THE MEETING—THERE HAD to be a meeting—was scheduled for seven the next night in the high school auditorium, Gordon Welch presiding. Over two hundred people showed up. The initial meeting, the one that got Take Back Our Forests off the ground, had been held in Gordon’s den (his man cave, as he liked to call it, with a kind of rote obnoxiousness he seemed not even dimly aware of), and there were exactly eight people in attendance, all male but for Susan Burton, who owned the coffee shop on Main Street and who supported any and all causes that had to do with salvation, whether of stray cats, Romanian orphans or the land we trod, the water we drank and the air we breathed. As Sten remembered it, they talked a whole lot of nothing for two solid hours, Carey giving speeches and Gordon taking over when he ran out of breath, the stuffed heads of big-game animals from three continents staring incongruously down on them from their vantages on the paneled walls. Sten wasn’t exactly sure what a kudu was, but he had a feeling that the one with the twisted black horns must have been a kudu—or was that a sable?—and couldn’t help wondering how the Burnsides would feel about its presence there amongst them. But the Burnsides weren’t there. And neither was Carolee.

 

What was resolved? The color of the T-shirts they were going to give out at the coffee shop by way of drumming up support and the configuration of the Take Back Our Forests logo that would grace the breast pocket and the back too (a clever melding of the letters T, B, O and F to represent a tree-spiked hillside Carey had devised with the aid of Photoshop).
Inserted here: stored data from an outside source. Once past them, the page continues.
// SPDX-FileCopyrightText: 2025 The flashcore Authors
// SPDX-License-Identifier: GPL-3.0-or-later

//! GUID Partition Table parsing and re-emission.
//!
//! The sector size is probed: the header lives at LBA 1, so it sits at
//! byte 512 or byte 4096 depending on the medium. When both offsets carry
//! the signature, the header whose CRCs check out wins.

use crate::checksum::CRC32;
use crate::error::StorageError;
use crate::storage::partition::{PartitionRecord, PartitionTable};

const SIGNATURE: &[u8; 8] = b"EFI PART";
const HEADER_SIZE: usize = 92;
/// 36 UTF-16 code units.
const NAME_BYTES: usize = 72;

#[derive(Debug, Clone, PartialEq, Eq)]
pub struct GptHeader {
    pub revision: u32,
    pub header_size: u32,
    pub current_lba: u64,
    pub backup_lba: u64,
    pub first_usable: u64,
    pub last_usable: u64,
    pub disk_guid: [u8; 16],
    pub entries_lba: u64,
    pub num_entries: u32,
    pub entry_size: u32,
}

#[derive(Debug, Clone, PartialEq, Eq)]
pub struct GptEntry {
    pub type_guid: [u8; 16],
    pub unique_guid: [u8; 16],
    pub first_lba: u64,
    pub last_lba: u64,
    pub attributes: u64,
    pub name: String,
}

/// A parsed GPT plus the sector size it was found at.
#[derive(Debug, Clone, PartialEq, Eq)]
pub struct Gpt {
    pub sector_size: u32,
    pub header: GptHeader,
    /// Non-empty entries only, in on-disk order.
    pub entries: Vec<GptEntry>,
}

fn malformed(reason: impl Into<String>) -> StorageError {
    StorageError::Malformed {
        layout: "GPT",
        reason: reason.into(),
    }
}

impl Gpt {
    /// Probe 512- and 4096-byte sectors and parse whichever validates.
    pub fn parse_auto(data: &[u8]) -> Result<Gpt, StorageError> {
        let sig_at = |off: usize| data.len() >= off + 8 && &data[off..off + 8] == SIGNATURE;
        match (sig_at(512), sig_at(4096)) {
            (true, false) => Gpt::parse(data, 512),
            (false, true) => Gpt::parse(data, 4096),
            (true, true) => Gpt::parse(data, 512).or_else(|_| Gpt::parse(data, 4096)),
            (false, false) => Err(malformed("no EFI PART signature at LBA 1")),
        }
    }

    /// Parse with a known sector size, validating both CRCs.
    pub fn parse(data: &[u8], sector_size: u32) -> Result<Gpt, StorageError> {
        let ss = sector_size as usize;
        if data.len() < ss * 2 {
            return Err(malformed("image shorter than two sectors"));
        }
        let raw = &data[ss..];
        if &raw[..8] != SIGNATURE {
            return Err(malformed("missing EFI PART signature"));
        }
        let u32_at = |buf: &[u8], i: usize| u32::from_le_bytes(buf[i..i + 4].try_into().unwrap());
        let u64_at = |buf: &[u8], i: usize| u64::from_le_bytes(buf[i..i + 8].try_into().unwrap());

        let header_size = u32_at(raw, 12) as usize;
        if !(HEADER_SIZE..=ss).contains(&header_size) {
            return Err(malformed(format!("implausible header size {header_size}")));
        }
        let stored_header_crc = u32_at(raw, 16);
        let mut scratch = raw[..header_size].to_vec();
        scratch[16..20].fill(0);
        let computed = CRC32.checksum(&scratch);
        if computed != stored_header_crc {
            return Err(malformed(format!(
                "header CRC mismatch: computed {computed:#010x}, stored {stored_header_crc:#010x}"
            )));
        }

        let header = GptHeader {
            revision: u32_at(raw, 8),
            header_size: header_size as u32,
            current_lba: u64_at(raw, 24),
            backup_lba: u64_at(raw, 32),
            first_usable: u64_at(raw, 40),
            last_usable: u64_at(raw, 48),
            disk_guid: raw[56..72].try_into().unwrap(),
            entries_lba: u64_at(raw, 72),
            num_entries: u32_at(raw, 80),
            entry_size: u32_at(raw, 84),
        };
        if header.entry_size as usize != 128 {
            return Err(malformed(format!("entry size {}", header.entry_size)));
        }

        let array_off = (header.entries_lba * sector_size as u64) as usize;
        let array_len = header.num_entries as usize * header.entry_size as usize;
        if data.len() < array_off + array_len {
            return Err(malformed("entry array extends past the image"));
        }
        let array = &data[array_off..array_off + array_len];
        let stored_array_crc = u32_at(raw, 88);
        let computed = CRC32.checksum(array);
        if computed != stored_array_crc {
            return Err(malformed(format!(
                "entry array CRC mismatch: computed {computed:#010x}, stored {stored_array_crc:#010x}"
            )));
        }

        let mut entries = Vec::new();
        for chunk in array.chunks_exact(header.entry_size as usize) {
            let type_guid: [u8; 16] = chunk[..16].try_into().unwrap();
            if type_guid == [0u8; 16] {
                continue;
            }
            entries.push(GptEntry {
                type_guid,
                unique_guid: chunk[16..32].try_into().unwrap(),
                first_lba: u64_at(chunk, 32),
                last_lba: u64_at(chunk, 40),
                attributes: u64_at(chunk, 48),
                name: decode_name(&chunk[56..56 + NAME_BYTES]),
            });
        }

        Ok(Gpt {
            sector_size,
            header,
            entries,
        })
    }

    /// Uniform records for the given LUN.
    pub fn to_partition_table(&self, lun: u8) -> PartitionTable {
        let records = self
            .entries
            .iter()
            .map(|e| PartitionRecord {
                name: e.name.clone(),
                lun,
                start_sector: e.first_lba,
                sector_count: e.last_lba - e.first_lba + 1,
                sector_size: self.sector_size,
                type_guid: Some(e.type_guid),
                unique_guid: Some(e.unique_guid),
                attributes: e.attributes,
            })
            .collect();
        PartitionTable::new(records)
    }

    fn entry_array_bytes(&self) -> Vec<u8> {
        let mut array = vec![0u8; self.header.num_entries as usize * self.header.entry_size as usize];
        for (i, e) in self.entries.iter().enumerate() {
            let at = i * self.header.entry_size as usize;
            let slot = &mut array[at..at + self.header.entry_size as usize];
            slot[..16].copy_from_slice(&e.type_guid);
            slot[16..32].copy_from_slice(&e.unique_guid);
            slot[32..40].copy_from_slice(&e.first_lba.to_le_bytes());
            slot[40..48].copy_from_slice(&e.last_lba.to_le_bytes());
            slot[48..56].copy_from_slice(&e.attributes.to_le_bytes());
            slot[56..56 + NAME_BYTES].copy_from_slice(&encode_name(&e.name));
        }
        array
    }

    fn header_sector(&self, current: u64, backup: u64, entries_lba: u64, array: &[u8]) -> Vec<u8> {
        let mut h = vec![0u8; self.sector_size as usize];
        h[..8].copy_from_slice(SIGNATURE);
        h[8..12].copy_from_slice(&self.header.revision.to_le_bytes());
        h[12..16].copy_from_slice(&self.header.header_size.to_le_bytes());
        h[24..32].copy_from_slice(&current.to_le_bytes());
        h[32..40].copy_from_slice(&backup.to_le_bytes());
        h[40..48].copy_from_slice(&self.header.first_usable.to_le_bytes());
        h[48..56].copy_from_slice(&self.header.last_usable.to_le_bytes());
        h[56..72].copy_from_slice(&self.header.disk_guid);
        h[72..80].copy_from_slice(&entries_lba.to_le_bytes());
        h[80..84].copy_from_slice(&self.header.num_entries.to_le_bytes());
        h[84..88].copy_from_slice(&self.header.entry_size.to_le_bytes());
        h[88..92].copy_from_slice(&CRC32.checksum(array).to_le_bytes());
        let crc = {
            let mut scratch = h[..self.header.header_size as usize].to_vec();
            scratch[16..20].fill(0);
            CRC32.checksum(&scratch)
        };
        h[16..20].copy_from_slice(&crc.to_le_bytes());
        h
    }

    /// Emit the primary table as an image prefix: protective sector 0
    /// (zeroed), header at LBA 1, entry array at its recorded LBA.
    pub fn emit_primary(&self) -> Vec<u8> {
        let ss = self.sector_size as usize;
        let array = self.entry_array_bytes();
        let array_off = self.header.entries_lba as usize * ss;
        let mut out = vec![0u8; (array_off + array.len()).next_multiple_of(ss)];
        let header = self.header_sector(
            self.header.current_lba,
            self.header.backup_lba,
            self.header.entries_lba,
            &array,
        );
        out[ss..ss * 2].copy_from_slice(&header);
        out[array_off..array_off + array.len()].copy_from_slice(&array);
        out
    }

    /// Emit the backup table: entry array followed by the backup header,
    /// as it is laid out at the top of the disk.
    pub fn emit_backup(&self) -> Vec<u8> {
        let array = self.entry_array_bytes();
        let backup_entries_lba = self.header.last_usable + 1;
        let header = self.header_sector(
            self.header.backup_lba,
            self.header.current_lba,
            backup_entries_lba,
            &array,
        );
        let mut out = array;
        out.extend_from_slice(&header);
        out
    }
}

fn decode_name(bytes: &[u8]) -> String {
    let units: Vec<u16> = bytes
        .chunks_exact(2)
        .map(|c| u16::from_le_bytes([c[0], c[1]]))
        .take_while(|&u| u != 0)
        .collect();
    String::from_utf16_lossy(&units)
}

fn encode_name(name: &str) -> [u8; NAME_BYTES] {
    let mut out = [0u8; NAME_BYTES];
    for (i, unit) in name.encode_utf16().take(NAME_BYTES / 2).enumerate() {
        out[i * 2..i * 2 + 2].copy_from_slice(&unit.to_le_bytes());
    }
    out
}

#[cfg(test)]
mod tests {
    use super::*;

    fn sample(sector_size: u32) -> Gpt {
        Gpt {
            sector_size,
            header: GptHeader {
                revision: 0x0001_0000,
                header_size: HEADER_SIZE as u32,
                current_lba: 1,
                backup_lba: 0xFFFF,
                first_usable: 6,
                last_usable: 0xFF00,
                disk_guid: *b"0123456789abcdef",
                entries_lba: 2,
                num_entries: 128,
                entry_size: 128,
            },
            entries: vec![
                GptEntry {
                    type_guid: [0x11; 16],
                    unique_guid: [0x22; 16],
                    first_lba: 256,
                    last_lba: 383,
                    attributes: 0x0400_0000_0000_0000,
                    name: "boot".into(),
                },
                GptEntry {
                    type_guid: [0x33; 16],
                    unique_guid: [0x44; 16],
                    first_lba: 384,
                    last_lba: 511,
                    attributes: 0,
                    name: "recovery".into(),
                },
            ],
        }
    }

    #[test]
    fn parse_emit_roundtrip_is_byte_identical() {
        for ss in [512u32, 4096] {
            let gpt = sample(ss);
            let primary = gpt.emit_primary();
            let parsed = Gpt::parse_auto(&primary).unwrap();
            assert_eq!(parsed, gpt);
            assert_eq!(parsed.emit_primary(), primary, "sector size {ss}");
            assert_eq!(parsed.emit_backup(), gpt.emit_backup());
        }
    }

    // 4096-byte sectors: header at byte 4096, entries at 8192.
    #[test]
    fn four_k_sector_partition_record() {
        let gpt = sample(4096);
        let image = gpt.emit_primary();
        let parsed = Gpt::parse_auto(&image).unwrap();
        assert_eq!(parsed.sector_size, 4096);
        let table = parsed.to_partition_table(0);
        let boot = table.find("boot", None).unwrap();
        assert_eq!(boot.start_sector, 256);
        assert_eq!(boot.sector_count, 128);
        assert_eq!(boot.sector_size, 4096);
        assert_eq!(boot.size(), 524288);
    }

    #[test]
    fn corrupt_header_crc_is_rejected() {
        let gpt = sample(512);
        let mut image = gpt.emit_primary();
        image[512 + 40] ^= 1; // first_usable
        assert!(matches!(
            Gpt::parse(&image, 512),
            Err(StorageError::Malformed { .. })
        ));
    }

    #[test]
    fn corrupt_entry_array_is_rejected() {
        let gpt = sample(512);
        let mut image = gpt.emit_primary();
        image[2 * 512 + 32] ^= 1; // first_lba of entry 0
        assert!(matches!(
            Gpt::parse(&image, 512),
            Err(StorageError::Malformed { .. })
        ));
    }

    #[test]
    fn unicode_names_roundtrip() {
        let mut gpt = sample(512);
        gpt.entries[0].name = "συστημα".into();
        let parsed = Gpt::parse_auto(&gpt.emit_primary()).unwrap();
        assert_eq!(parsed.entries[0].name, "συστημα");
    }
}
And a vague promise of future meetings, a letter-writing campaign and the involvement of law enforcement. There was no urgency. They were operating on rumors. On the sightings of Mexicans at the supermarket and the hardware store. On statistics. The only real evidence was the dead zones the growers had left behind, to which Sten was an eyewitness and said as much.

 

But this was different. Now Carey was dead, shot down and murdered, and people were out for blood. If it felt strange walking down the corridor and stepping into the auditorium, Carolee on his arm, Sten tried not to show it. He’d been back a few times since he retired, easing the transition for the new man, John Reilly, clearing out his things, saying his goodbyes after a lifetime, but here he was in the very auditorium where he’d called so many meetings and assemblies himself, where he’d been in charge and was in charge no longer. That was all right with him. He was fine with that. He was here to bear witness and lend his stature to the moment and the cause and whatever was to come. They were not vigilantes, that was the thing to remember, and that was what he was going to emphasize when it was his turn to speak because he knew where violence took you, knew better than most, and if he thought of Carey he thought of that day in the car and the rage that had come over him. Whether the man with the gun had been guilty or not, he’d been ready to take him on, ready to snap, a heartbeat away—it was the Mexican who had the sense, who was cool enough to suss out the situation and back down. For the moment. But then he was out there still, wasn’t he?